The lawmakers also said that the consultants had performed some work at “a significant discount” and are willing to reimburse wherever appropriate.

They also endorsed a process in place to pay bills. “Despite the impression created by some of today’s media coverage, the process was designed to ensure that the Commission received the information and assistance promised by the contracts at a reasonable price. This has generally worked very well.”

The invoices include a $900 first-class, round-trip ticket to Salt Lake City submitted by George Wentz of the New Orleans-based Davillier Law Group; and first-class flights for about $750 and $1,270 to Salt Lake City and Washington, D.C., from San Diego attorney John W. Howard.

Invoices show Howard also submitted bills for a $1,500, three-night stay at The Grand America, a luxury Salt Lake City hotel. The room cost an average of about $380 a night.

The documents also show steakhouse meals and stays at Salt Lake City’s private Alta Club.

The contracts specify that the consultants should submit bills for standard, coach-class airfare, “reasonable and necessary food while traveling,” and “standard size and type hotel rooms.” It prohibits billing for luxury items and says the consultants will make an effort to keep expenses as low as possible.

Messages left with Howard and Wentz were not returned Wednesday.

Anne Weismann, executive director of the Washington, D.C.-based Campaign for Accountability, said the expenses flagged by her group show sloppy accounting at best and a serious abuse of taxpayer funds at worst.

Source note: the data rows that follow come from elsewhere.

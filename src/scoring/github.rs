//! GitHub sub-score

use crate::model::GitHubProfile;
use crate::taxonomy::SkillTaxonomy;

/// Relevance (40) + stars (15) + activity (20) + project count (15) +
/// language diversity (10).
///
/// A candidate with no relevant repos takes the activity-only short path and
/// cannot exceed 20 regardless of raw commit volume.
pub fn score_github(
    profile: &GitHubProfile,
    target_skills: &[String],
    taxonomy: &SkillTaxonomy,
) -> u32 {
    if profile.relevant_repos.is_empty() {
        return (profile.commits_last_month as f64 / 2.0).min(20.0).round() as u32;
    }

    let mut relevance = 0.0;
    for repo in &profile.relevant_repos {
        if repo.topics.is_empty() {
            continue;
        }
        let matched = repo
            .topics
            .iter()
            .filter(|topic| {
                target_skills
                    .iter()
                    .any(|skill| taxonomy.skills_overlap(topic, skill))
            })
            .count();
        relevance += matched as f64 / repo.topics.len() as f64 * 15.0;
    }
    let relevance_term = relevance.min(40.0);

    let total_stars: u32 = profile.relevant_repos.iter().map(|r| r.stars).sum();
    let stars_term = (total_stars as f64 / 10.0).min(15.0);

    let activity_term = (profile.commits_last_month as f64 / 5.0).min(20.0);
    let projects_term = (profile.relevant_repos.len() as f64 * 5.0).min(15.0);
    let languages_term = (profile.languages.len() as f64 * 3.0).min(10.0);

    let total = relevance_term + stars_term + activity_term + projects_term + languages_term;
    total.min(100.0).round() as u32
}
//! Platform scoring: three independent sub-scores plus the composite
//!
//! Each platform score is an additively-capped multi-factor formula, not a
//! single normalized metric: every sub-term has its own ceiling so no single
//! strong signal can saturate the score on its own.

pub mod composite;
pub mod github;
pub mod leetcode;
pub mod linkedin;

pub use composite::{overall_score, overall_score_with_aux};
pub use github::score_github;
pub use leetcode::score_leetcode;
pub use linkedin::score_linkedin;

use crate::model::{Candidate, PlatformScores};
use crate::taxonomy::SkillTaxonomy;

/// Compute all three sub-scores for one candidate against the target skills.
pub fn score_platforms(
    candidate: &Candidate,
    target_skills: &[String],
    taxonomy: &SkillTaxonomy,
) -> PlatformScores {
    PlatformScores {
        leetcode: score_leetcode(&candidate.leetcode, taxonomy),
        github: score_github(&candidate.github, target_skills, taxonomy),
        linkedin: score_linkedin(&candidate.linkedin, target_skills, taxonomy),
    }
}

“Either way, Utah taxpayers deserve a full accounting of the expenses,” Weismann said in a statement. “If there is a good reason for these lawyers to bill the state of Utah for luxury hotels, let’s hear it.”

Weismann’s group is calling on the commission to conduct an audit and recoup any unjustified payments or overcharges.

The Campaign for Accountability also said invoices show lawyers overbilled the state for work, charging their $500 hourly rate for legal work when receipts show they were doing public relations work, which is to be paid at a lower rate. That money is in addition to the hundreds of thousands of dollars the legal team and commission have already paid public relations firms to help make a case for the pending lawsuit.

Sen. Jim Dabakis, a Democrat who sits on the commission and has questioned the costs of the legal and public relations team, called the expenses embarrassing and an outrage.

“It’s time we suspended anybody that’s getting any money on any of these contracts,” he said. “It appears as though the contracts were blatantly disregarded.”